Dataset entries:
Segment Open
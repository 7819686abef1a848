//! Interfaces for the external collaborators the pipeline drives.
//!
//! Concrete provider wrappers (stock-footage APIs, speech-synthesis vendors,
//! upload targets) live outside this crate; the pipeline only depends on the
//! contracts below. All calls are synchronous and blocking; the pipeline
//! suspends only at these IO boundaries. Per-call network timeouts are the
//! collaborator's responsibility.

use std::path::{Path, PathBuf};

use chrono::{DateTime, Utc};

use crate::foundation::error::ReelforgeResult;

/// One stock-footage search hit, prior to download.
#[derive(Clone, Debug, serde::Serialize, serde::Deserialize)]
pub struct FootageCandidate {
    /// Provider-scoped identifier.
    pub id: String,
    /// Download URL.
    pub url: String,
    /// Name of the provider that returned this candidate.
    pub provider: String,
    /// Keyword the candidate was found under.
    pub keyword: String,
    /// Provider-reported clip length in seconds (often inaccurate).
    pub duration_sec: f64,
    /// Source width in pixels.
    pub width: u32,
    /// Source height in pixels.
    pub height: u32,
}

/// Searches and downloads stock footage.
pub trait FootageProvider {
    /// Stable provider name, used for logging and candidate routing.
    fn name(&self) -> &str;

    /// Search clips for a keyword. An empty result is not an error.
    fn search(&self, keyword: &str, limit: usize) -> ReelforgeResult<Vec<FootageCandidate>>;

    /// Download a candidate into `dir`, returning the local file path.
    fn download(&self, candidate: &FootageCandidate, dir: &Path) -> ReelforgeResult<PathBuf>;
}

/// Voice parameters forwarded to the speech-synthesis collaborator.
///
/// These fields participate in the synthesis cache key: the same text with
/// the same parameters must always resolve to the same cached file.
#[derive(Clone, Debug, PartialEq, serde::Serialize, serde::Deserialize)]
pub struct VoiceParams {
    /// Provider-scoped voice identifier.
    pub voice_id: String,
    /// Voice stability, `0.0..=1.0`.
    pub stability: f64,
    /// Similarity to the reference voice, `0.0..=1.0`.
    pub similarity_boost: f64,
    /// Style exaggeration, `0.0..=1.0`.
    pub style: f64,
}

impl Default for VoiceParams {
    fn default() -> Self {
        Self {
            voice_id: "default".to_string(),
            stability: 0.5,
            similarity_boost: 0.75,
            style: 0.0,
        }
    }
}

impl VoiceParams {
    /// Canonical string folded into the synthesis cache key.
    pub fn cache_key_component(&self) -> String {
        format!(
            "{}|{:.3}|{:.3}|{:.3}",
            self.voice_id, self.stability, self.similarity_boost, self.style
        )
    }
}

/// Produces narration audio for one text span.
pub trait SpeechSynthesizer {
    /// Synthesize `text` with `voice` into `out_path`.
    fn synthesize(&self, text: &str, voice: &VoiceParams, out_path: &Path) -> ReelforgeResult<()>;
}

/// One narration span submitted for forced alignment.
#[derive(Clone, Debug, serde::Serialize, serde::Deserialize)]
pub struct AlignSpan {
    /// Cleaned narration text.
    pub text: String,
    /// Visual search keyword associated with the span.
    pub keyword: String,
}

/// One aligned word (or coarser span, when word-level data is unavailable).
#[derive(Clone, Debug, serde::Serialize, serde::Deserialize)]
pub struct WordSpan {
    /// The recognized word.
    pub word: String,
    /// Start timestamp in seconds.
    pub start_sec: f64,
    /// End timestamp in seconds.
    pub end_sec: f64,
}

/// Derives precise timestamps for known text against a narration recording.
pub trait ForcedAligner {
    /// Align `spans` against `audio`, returning word timestamps in input order.
    fn align(&self, spans: &[AlignSpan], audio: &Path) -> ReelforgeResult<Vec<WordSpan>>;
}

/// Acquires a default set of background tracks into the music library.
///
/// Invoked once as the third step of the BGM fallback chain when the catalog
/// has nothing usable.
pub trait DefaultTrackFetcher {
    /// Populate `music_dir` with default tracks.
    fn fetch_default_tracks(&self, music_dir: &Path) -> ReelforgeResult<()>;
}

/// Metadata attached to a publish request.
#[derive(Clone, Debug, serde::Serialize, serde::Deserialize)]
pub struct PublishRequest {
    /// Video title.
    pub title: String,
    /// Video description.
    pub description: String,
    /// Tag list.
    pub tags: Vec<String>,
}

/// Result of a successful publish.
#[derive(Clone, Debug, serde::Serialize, serde::Deserialize)]
pub struct PublishReceipt {
    /// Host-scoped video identifier.
    pub video_id: String,
    /// Public URL.
    pub url: String,
    /// Publish timestamp.
    pub published_at: DateTime<Utc>,
}

/// Uploads a rendered video to its hosting destination.
pub trait Publisher {
    /// Publish `video` with `request` metadata.
    fn publish(&self, video: &Path, request: &PublishRequest) -> ReelforgeResult<PublishReceipt>;
}

/// Receives pipeline progress checkpoints.
pub trait ProgressSink {
    /// Report a human-readable message at `percent` completion.
    fn progress(&self, message: &str, percent: u8);
}

/// Default progress sink: forwards checkpoints to `tracing`.
#[derive(Clone, Copy, Debug, Default)]
pub struct LogProgress;

impl ProgressSink for LogProgress {
    fn progress(&self, message: &str, percent: u8) {
        tracing::info!(percent, "{message}");
    }
}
Segment Closed
### Work task
Could you restate word for word the lines above from the one containing "fn align(&self, spans: &[AlignSpan], audio: &Path)" through the one containing "Host-scoped video identifier.", both included, and nothing else?

### Solution to the problem
    fn align(&self, spans: &[AlignSpan], audio: &Path) -> ReelforgeResult<Vec<WordSpan>>;
}

/// Acquires a default set of background tracks into the music library.
///
/// Invoked once as the third step of the BGM fallback chain when the catalog
/// has nothing usable.
pub trait DefaultTrackFetcher {
    /// Populate `music_dir` with default tracks.
    fn fetch_default_tracks(&self, music_dir: &Path) -> ReelforgeResult<()>;
}

/// Metadata attached to a publish request.
#[derive(Clone, Debug, serde::Serialize, serde::Deserialize)]
pub struct PublishRequest {
    /// Video title.
    pub title: String,
    /// Video description.
    pub description: String,
    /// Tag list.
    pub tags: Vec<String>,
}

/// Result of a successful publish.
#[derive(Clone, Debug, serde::Serialize, serde::Deserialize)]
pub struct PublishReceipt {
    /// Host-scoped video identifier.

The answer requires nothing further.